*** Begin section ***

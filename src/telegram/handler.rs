//! Inbound Telegram dispatch.
//!
//! Three event kinds, all gated on the configured operator chat id:
//! commands (`/status`, `/msg`, ...), inline-button callbacks
//! (`approve:<id>` / `deny:<id>` / `approve_all:<id>`), and free text.
//! Free text replying to an approval prompt resolves that approval with the
//! text attached as instructions; anything else lands in an agent queue.

use super::format;
use crate::state::{BridgeState, Decision, Resolution};
use std::sync::Arc;
use teloxide::payloads::{AnswerCallbackQuerySetters, SendMessageSetters};
use teloxide::prelude::*;
use teloxide::types::{MaybeInaccessibleMessage, ParseMode};
use tokio_util::sync::CancellationToken;

/// Operator command, parsed from a leading-`/` message.
#[derive(Debug, Clone, PartialEq, Eq)]
pub(crate) enum Command {
    Start,
    Status,
    Agents,
    Msg { agent_id: String, text: String },
    MsgUsage,
    Pending,
    ApproveAll,
    DenyAll,
    Pause,
    Resume,
    Shutdown { confirmed: bool },
    Unknown,
}

/// Parse a command line. Returns `None` for non-command text. Accepts the
/// `/cmd@botname` form Telegram uses in group chats.
pub(crate) fn parse_command(text: &str) -> Option<Command> {
    let text = text.trim();
    if !text.starts_with('/') {
        return None;
    }
    let (head, rest) = match text.split_once(char::is_whitespace) {
        Some((head, rest)) => (head, rest.trim()),
        None => (text, ""),
    };
    let head = head.split('@').next().unwrap_or(head);

    let command = match head {
        "/start" => Command::Start,
        "/status" => Command::Status,
        "/agents" => Command::Agents,
        "/pending" => Command::Pending,
        "/approve_all" => Command::ApproveAll,
        "/deny_all" => Command::DenyAll,
        "/pause" => Command::Pause,
        "/resume" => Command::Resume,
        "/shutdown" => Command::Shutdown {
            confirmed: rest.eq_ignore_ascii_case("confirm"),
        },
        "/msg" => match rest.split_once(char::is_whitespace) {
            Some((agent_id, message)) if !message.trim().is_empty() => Command::Msg {
                agent_id: agent_id.to_string(),
                text: message.trim().to_string(),
            },
            _ => Command::MsgUsage,
        },
        _ => Command::Unknown,
    };
    Some(command)
}

/// Inline-button payload.
#[derive(Debug, Clone, PartialEq, Eq)]
pub(crate) enum CallbackAction {
    Approve(String),
    Deny(String),
    ApproveAll(String),
}

pub(crate) fn parse_callback(data: &str) -> Option<CallbackAction> {
    if let Some(id) = data.strip_prefix("approve_all:") {
        Some(CallbackAction::ApproveAll(id.to_string()))
    } else if let Some(id) = data.strip_prefix("approve:") {
        Some(CallbackAction::Approve(id.to_string()))
    } else if let Some(id) = data.strip_prefix("deny:") {
        Some(CallbackAction::Deny(id.to_string()))
    } else {
        None
    }
}

/// Pick the queue for non-reply operator text: a reply to a bot message that
/// names a registered agent id routes there (longest id first, so `worker-10`
/// is never shadowed by `worker-1`), everything else goes to `main`.
pub(crate) fn route_agent_id(reply_text: Option<&str>, known_ids: &[String]) -> String {
    if let Some(reply_text) = reply_text {
        let mut candidates: Vec<&String> = known_ids.iter().collect();
        candidates.sort_by(|a, b| b.len().cmp(&a.len()));
        for id in candidates {
            if reply_text.contains(id.as_str()) {
                return id.clone();
            }
        }
    }
    "main".to_string()
}

fn queue_ack(agent_id: &str, depth: usize, via_command: bool) -> String {
    let tail = if via_command {
        "_Le message sera transmis lors de la prochaine demande d'approbation\\._"
    } else {
        "_Sera transmis à la prochaine demande d'approbation\\._"
    };
    format!(
        "📨 Message ajouté à la file de `{}` \\({} en attente\\)\n\n{}",
        format::escape_markdown(agent_id),
        depth,
        tail,
    )
}

/// Reply with MarkdownV2, falling back to a stripped plain body.
async fn reply_markdown(bot: &Bot, chat: ChatId, markdown: &str) -> ResponseResult<()> {
    let sent = bot
        .send_message(chat, markdown)
        .parse_mode(ParseMode::MarkdownV2)
        .await;
    if let Err(e) = sent {
        tracing::warn!("Telegram: reply markup rejected, sending plain: {}", e);
        bot.send_message(chat, format::strip_markup(markdown)).await?;
    }
    Ok(())
}

pub(crate) async fn handle_message(
    bot: Bot,
    msg: Message,
    state: Arc<BridgeState>,
    authorized: ChatId,
    shutdown: CancellationToken,
) -> ResponseResult<()> {
    let Some(text) = msg.text() else {
        return Ok(());
    };
    let command = parse_command(text);

    if msg.chat.id != authorized {
        // Only the entry points talk back; everything else is dropped.
        if matches!(command, Some(Command::Start) | Some(Command::Shutdown { .. })) {
            bot.send_message(msg.chat.id, "⛔ Non autorisé.").await?;
        }
        tracing::debug!("Telegram: ignoring update from chat {}", msg.chat.id);
        return Ok(());
    }

    match command {
        Some(command) => handle_command(bot, msg.chat.id, command, state, shutdown).await,
        None => handle_text(bot, &msg, text, state).await,
    }
}

async fn handle_command(
    bot: Bot,
    chat: ChatId,
    command: Command,
    state: Arc<BridgeState>,
    shutdown: CancellationToken,
) -> ResponseResult<()> {
    match command {
        Command::Start => reply_markdown(&bot, chat, &format::help_text()).await?,
        Command::Status => {
            let snapshot = state.snapshot().await;
            reply_markdown(&bot, chat, &format::status_text(&snapshot)).await?;
        }
        Command::Agents => {
            let snapshot = state.snapshot().await;
            reply_markdown(&bot, chat, &format::agents_text(&snapshot)).await?;
        }
        Command::Pending => {
            let snapshot = state.snapshot().await;
            bot.send_message(chat, format::pending_text(&snapshot)).await?;
        }
        Command::Msg { agent_id, text } => {
            let depth = state.enqueue_message(&agent_id, &text).await;
            reply_markdown(&bot, chat, &queue_ack(&agent_id, depth, true)).await?;
        }
        Command::MsgUsage => {
            reply_markdown(
                &bot,
                chat,
                "Usage: `/msg <agent_id> <message>`\n\n\
                 Exemple: `/msg main Concentre-toi sur les tests`\n\n\
                 💡 Ou réponds directement à une demande d'approbation\\!",
            )
            .await?;
        }
        Command::ApproveAll => {
            let count = state.complete_all(Decision::Approve, "bulk approved").await;
            bot.send_message(chat, format!("✅ {count} approbation(s) approuvée(s)."))
                .await?;
        }
        Command::DenyAll => {
            let count = state.complete_all(Decision::Deny, "bulk denied").await;
            bot.send_message(chat, format!("❌ {count} approbation(s) refusée(s)."))
                .await?;
        }
        Command::Pause => {
            state.set_paused(true).await;
            bot.send_message(
                chat,
                "⏸️ Bridge en PAUSE\n\n\
                 Les approbations sont maintenant gérées dans le terminal.\n\
                 Tu peux interagir directement avec Claude Code.\n\n\
                 Tape /resume pour reprendre le contrôle sur Telegram.",
            )
            .await?;
        }
        Command::Resume => {
            state.set_paused(false).await;
            bot.send_message(
                chat,
                "▶️ Bridge ACTIF\n\nLes demandes d'approbation seront envoyées sur Telegram.",
            )
            .await?;
        }
        Command::Shutdown { confirmed: false } => {
            reply_markdown(
                &bot,
                chat,
                "⚠️ Es\\-tu sûr de vouloir arrêter le bridge?\n\n\
                 Tape `/shutdown confirm` pour confirmer\\.",
            )
            .await?;
        }
        Command::Shutdown { confirmed: true } => {
            bot.send_message(chat, "🔴 Arrêt du bridge en cours...").await?;
            tracing::info!("Shutdown requested by operator");
            tokio::spawn(async move {
                // Grace so the confirmation above reaches Telegram.
                tokio::time::sleep(std::time::Duration::from_secs(1)).await;
                shutdown.cancel();
            });
        }
        Command::Unknown => {}
    }
    Ok(())
}

async fn handle_text(
    bot: Bot,
    msg: &Message,
    text: &str,
    state: Arc<BridgeState>,
) -> ResponseResult<()> {
    // A reply to an approval prompt resolves it with instructions attached.
    if let Some(reply) = msg.reply_to_message()
        && let Some(request_id) = state.lookup_message_to_request(reply.id.0).await
    {
        let resolution = Resolution {
            decision: Decision::Approve,
            reason: "approved with instructions".to_string(),
            user_message: Some(text.to_string()),
        };
        if state.complete_approval(&request_id, resolution).await.is_some() {
            let preview = format::escape_markdown(&crate::utils::truncate_str(text, 100));
            reply_markdown(
                &bot,
                msg.chat.id,
                &format!("✅ Approuvé avec instructions\\!\n\nMessage transmis: _{preview}_"),
            )
            .await?;
            return Ok(());
        }
    }

    // Otherwise queue it for an agent.
    let reply_text = msg
        .reply_to_message()
        .filter(|reply| reply.from.as_ref().is_some_and(|u| u.is_bot))
        .and_then(|reply| reply.text());
    let agent_id = route_agent_id(reply_text, &state.session_ids().await);
    let depth = state.enqueue_message(&agent_id, text).await;
    reply_markdown(&bot, msg.chat.id, &queue_ack(&agent_id, depth, false)).await?;
    Ok(())
}

pub(crate) async fn handle_callback(
    bot: Bot,
    query: CallbackQuery,
    state: Arc<BridgeState>,
    authorized: ChatId,
) -> ResponseResult<()> {
    let from_authorized = query
        .message
        .as_ref()
        .is_some_and(|m| m.chat().id == authorized);
    if !from_authorized {
        bot.answer_callback_query(&query.id)
            .text("Non autorisé")
            .show_alert(true)
            .await?;
        return Ok(());
    }

    let action = query.data.as_deref().and_then(parse_callback);
    let Some(action) = action else {
        // Unknown payload — ack so the button stops spinning.
        bot.answer_callback_query(&query.id).await?;
        return Ok(());
    };

    let (request_id, resolution, ack, status_line) = match &action {
        CallbackAction::Approve(id) => (
            id,
            Resolution::new(Decision::Approve, "user approved"),
            "✅ Approuvé!",
            "✅ APPROUVÉ",
        ),
        CallbackAction::Deny(id) => (
            id,
            Resolution::new(Decision::Deny, "user denied"),
            "❌ Refusé!",
            "❌ REFUSÉ",
        ),
        CallbackAction::ApproveAll(id) => (
            id,
            Resolution::new(Decision::Approve, "user approved (session auto-approve enabled)"),
            "✅ Approuvé! Auto-approbation activée pour cette session.",
            "✅ APPROUVÉ (auto-approve ON)",
        ),
    };

    let Some(completed) = state.complete_approval(request_id, resolution).await else {
        bot.answer_callback_query(&query.id)
            .text("⚠️ Requête expirée ou déjà traitée")
            .show_alert(true)
            .await?;
        return Ok(());
    };

    if matches!(action, CallbackAction::ApproveAll(_)) {
        state
            .set_auto_approve(&completed.agent_id, &completed.agent_name)
            .await;
    }

    bot.answer_callback_query(&query.id).text(ack).await?;

    // Append the outcome to the prompt so the chat history shows it.
    if let Some(MaybeInaccessibleMessage::Regular(prompt)) = query.message.as_ref() {
        let new_text = format!("{}\n\n{}", prompt.text().unwrap_or_default(), status_line);
        let _ = bot.edit_message_text(prompt.chat.id, prompt.id, new_text).await;
    }

    Ok(())
}

#[cfg(test)]
mod tests {
    use super::*;
    use rstest::rstest;

    #[rstest]
    #[case("/start", Command::Start)]
    #[case("/status", Command::Status)]
    #[case("/status@tgbridge_bot", Command::Status)]
    #[case("/agents", Command::Agents)]
    #[case("/pending", Command::Pending)]
    #[case("/approve_all", Command::ApproveAll)]
    #[case("/deny_all", Command::DenyAll)]
    #[case("/pause", Command::Pause)]
    #[case("/resume", Command::Resume)]
    #[case("/shutdown", Command::Shutdown { confirmed: false })]
    #[case("/shutdown confirm", Command::Shutdown { confirmed: true })]
    #[case("/shutdown CONFIRM", Command::Shutdown { confirmed: true })]
    #[case("/shutdown later", Command::Shutdown { confirmed: false })]
    #[case("/msg", Command::MsgUsage)]
    #[case("/msg main", Command::MsgUsage)]
    #[case("/frobnicate", Command::Unknown)]
    fn parse_command_cases(#[case] input: &str, #[case] expected: Command) {
        assert_eq!(parse_command(input), Some(expected));
    }

    #[test]
    fn parse_command_msg_keeps_full_message() {
        assert_eq!(
            parse_command("/msg worker-1 focus on the tests"),
            Some(Command::Msg {
                agent_id: "worker-1".to_string(),
                text: "focus on the tests".to_string(),
            })
        );
    }

    #[test]
    fn parse_command_ignores_plain_text() {
        assert_eq!(parse_command("hello there"), None);
        assert_eq!(parse_command(""), None);
    }

    #[rstest]
    #[case("approve:abc12345", CallbackAction::Approve("abc12345".into()))]
    #[case("deny:abc12345", CallbackAction::Deny("abc12345".into()))]
    #[case("approve_all:abc12345", CallbackAction::ApproveAll("abc12345".into()))]
    fn parse_callback_cases(#[case] data: &str, #[case] expected: CallbackAction) {
        assert_eq!(parse_callback(data), Some(expected));
    }

    #[test]
    fn parse_callback_rejects_garbage() {
        assert_eq!(parse_callback("noop"), None);
        assert_eq!(parse_callback("reject:abc"), None);
    }

    #[test]
    fn route_defaults_to_main() {
        assert_eq!(route_agent_id(None, &["worker-1".to_string()]), "main");
        assert_eq!(route_agent_id(Some("no ids here"), &["worker-1".to_string()]), "main");
    }

    #[test]
    fn route_matches_longest_id_first() {
        let known = vec!["worker-1".to_string(), "worker-10".to_string()];
        assert_eq!(
            route_agent_id(Some("🏁 Agent terminé (id: worker-10)"), &known),
            "worker-10"
        );
        assert_eq!(
            route_agent_id(Some("approval for worker-1 pending"), &known),
            "worker-1"
        );
    }

    #[test]
    fn queue_ack_mentions_agent_and_depth() {
        let ack = queue_ack("main", 3, true);
        assert!(ack.contains("`main`"));
        assert!(ack.contains("3 en attente"));
        let ack = queue_ack("main", 1, false);
        assert!(ack.contains("Sera transmis"));
    }
}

*** End section ***

Work required. Within these records, how many lines include the word "bool"? The reply should be that number alone.

Written response. 2